Growing up in Korea, I’ve heard from different adults in my life that a child’s success is their parent’s success: if a child misbehaved, they would blame the parents rather than the misbehaving child; if a child did well in school, had great talent, they would attribute that to the intelligence and talents of the parents of that child.
Whenever I acted up, I looked guiltily at my parents because I knew they would hear an earful from some nosy busy body that they had failed as my parents because of my behavior. When I did well in school, I knew my parents were getting praised from their friends and older relatives. Although my parents rarely voiced their need for me to be a certain way so that they can be deemed successes in the eyes of their peers and our relatives, I felt the pressure and I blamed the culture.
Some things don’t change. Kim Yuna is quite an accomplished figure skater, and her mother has made sure that Yuna’s knack for figure skating was channeled properly so that it could reach world class status. Other Asian mothers are following suit and doing whatever they can to ensure their child’s success: Spelling Bee winner, Kavya Shivashankar’s win is attributed to her upbringing of being drilled on spelling by her parents.
When is a parent’s love and devotion to a child’s success too much? While I am definitely behind parents encouraging a child’s dream, talents, and aspirations, I’m not behind obsessive parents who push the child regardless of what the child may want.
What will become of kids who feel the pressure, the obsession, the need parents have to see them achieve the impossible so that they can be seen as having achieved it themselves? While I know — and hope — that love motives parents to desire the world for their children, when does the love for the child turn into love for their own acclaim and success?

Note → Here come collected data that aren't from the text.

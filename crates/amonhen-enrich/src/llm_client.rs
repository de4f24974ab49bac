//! Injected LLM transport seam
//!
//! The actual HTTP/SDK call (Anthropic Messages API, Ollama `/api/generate`)
//! is out of scope — this trait is what [`crate::provider::EnrichProvider`]
//! calls through, so the rest of the pipeline stays testable with a fake.

use amonhen_core_types::Result;
use async_trait::async_trait;

/// One model completion: raw text plus token usage for cost accounting
#[derive(Debug, Clone, PartialEq)]
pub struct LlmResponse {
    pub text: String,
    pub input_tokens: u64,
    pub output_tokens: u64,
}

/// A single conversational turn sent to the model
#[derive(Debug, Clone, PartialEq)]
pub struct LlmTurn {
    pub role: &'static str,
    pub content: String,
}

/// Transport for a multi-turn completion call
#[async_trait]
pub trait LlmClient: Send + Sync {
    async fn complete(&self, turns: &[LlmTurn]) -> Result<LlmResponse>;
}
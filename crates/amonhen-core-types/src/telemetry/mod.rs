//! Structured logging facility shared by every pipeline crate
//!
//! Provides a single initialization point (`init(profile)`), structured
//! operation-boundary macros (`log_op_start!`, `log_op_end!`,
//! `log_op_error!`), and a test-capture subscriber for asserting on emitted
//! events without parsing stdout.

pub mod init;
pub mod macros;
pub mod test_capture;

pub use init::{init, Profile};
pub use test_capture::{init_test_capture, CapturedEvent, TestCapture};

// Canonical field keys
pub const FIELD_COMPONENT: &str = "component";
pub const FIELD_OP: &str = "op";
pub const FIELD_EVENT: &str = "event";
pub const FIELD_DURATION_MS: &str = "duration_ms";

// Canonical event names
pub const EVENT_START: &str = "start";
pub const EVENT_END: &str = "end";
pub const EVENT_END_ERROR: &str = "end_error";
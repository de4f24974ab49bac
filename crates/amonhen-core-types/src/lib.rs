//! Foundational types shared across the narrative-intelligence pipeline
//!
//! - **error**: the canonical `AmError`/`AmErrorKind` structured error type
//! - **telemetry**: tracing subscriber init, operation-boundary log macros,
//!   and a test-capture subscriber

pub mod error;
pub mod telemetry;

pub use error::{AmError, AmErrorKind, Result};
//! Embedded single-node VectorIndex: the other half of the dual-store
//! substrate
//!
//! A fixed-dimension, cosine-distance vector collection held in process
//! memory behind an `RwLock`, with an explicit JSON snapshot
//! (`open`/`save`) a caller can use to persist it across process
//! restarts. See [`store::VectorIndex`] for the full operation surface.

pub mod cosine;
pub mod store;

pub use cosine::{cosine_distance, cosine_similarity};
pub use store::{CollectionInfo, PointFilter, ScoredPoint, VectorIndex, COLLECTION_NAME, VECTOR_SIZE};
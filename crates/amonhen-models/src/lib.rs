//! Data model and pure parsing functions for the narrative-intelligence
//! pipeline
//!
//! - **model**: RawItem, EnrichedItem, NarrativeCluster and the other
//!   structures persisted by the MetaStore/VectorIndex
//! - **parse**: tolerant LLM output parsing and sentiment binning

pub mod model;
pub mod parse;

pub use model::{
    ClusterMembership, ClusterStatus, CostLogEntry, DailyDigest, EnrichedItem, Entity,
    EntityRole, EntityType, EnrichmentResult, Metadata, NarrativeCluster, RawItem,
    SentimentDistribution, SourceFamily, SourceHealth,
};
pub use parse::{bin_sentiment, clamp_sentiment, parse_enrichment_json, strip_code_fences};

use std::fmt;

/// A value failed to parse into one of this crate's closed enums
#[derive(Debug, Clone, PartialEq, Eq)]
pub struct ParseEnumError(pub String);

impl fmt::Display for ParseEnumError {
    fn fmt(&self, f: &mut fmt::Formatter<'_>) -> fmt::Result {
        write!(f, "unrecognized enum value: {}", self.0)
    }
}

impl std::error::Error for ParseEnumError {}
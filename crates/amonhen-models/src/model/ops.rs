use chrono::{DateTime, Utc};
use serde::{Deserialize, Serialize};

use super::enums::SourceFamily;

/// Append-only record of a single LLM call's cost
#[derive(Debug, Clone, PartialEq, Serialize, Deserialize)]
pub struct CostLogEntry {
    pub item_id: String,
    pub model: String,
    pub input_tokens: u64,
    pub output_tokens: u64,
    pub cost_usd: f64,
    pub timestamp: DateTime<Utc>,
}

/// Per-source-family fetch health, one row per source name
#[derive(Debug, Clone, PartialEq, Serialize, Deserialize)]
pub struct SourceHealth {
    pub source_name: String,
    pub source_family: SourceFamily,
    pub last_fetch_at: Option<DateTime<Utc>>,
    pub last_success_at: Option<DateTime<Utc>>,
    pub items_fetched: u64,
    pub error_count: u64,
    pub last_error: Option<String>,
}

/// A generated daily intelligence digest
#[derive(Debug, Clone, PartialEq, Serialize, Deserialize)]
pub struct DailyDigest {
    pub id: String,
    pub generated_at: DateTime<Utc>,
    pub content: String,
    pub cluster_count: usize,
    pub item_count: usize,
    pub model: String,
}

(Flickr photo credit: aloshbennett)
3 Comments to “When Your Success Is Your Parent’s Success”
tiennguyen wrote:
I'd say the same holds true in many white/black/American cultures. Particularly in dads who push their kids into sports at a really young age.
So for Asians it might be academics/sciences/math, for some it's football/basketball.
Posted on 18-Jun-09 at 12:56 pm | Permalink
csc3 wrote:
“living vicariously through your kid”
Posted on 18-Jun-09 at 2:37 pm | Permalink
jeffat8asians wrote:
“When is a parent’s love and devotion to a child’s success too much?”
I think it becomes too much when it causes massive neglect of other portions of the parents' and child's life. The Korean ice skater's mom ignored her other daughters' ambitions, missed her graduation, and neglected her husband. It also is too much when the probability of professional success is remote (my problem with the way a lot of parents treat kids sports). As Bob Cook points, it is highly probably that your kid's not going pro/A>. Also, one has to think about how we define success – master in one area, whether academic or athletic, while ignoring all other aspects of life is not success.
I think it is fair that parents get some credit for success – I know from experience that it can be expensive and exhausting enrolling and getting your kids to practice and other activities. Getting all the credit is unfair, though. I also don't have a problem with parents living a bit vicariously through their kids, especially when they have never had the same kind opportunity themselves. But pushing to the point where the kids start to hate it and the goal is no longer the child's but the parent's, that too far.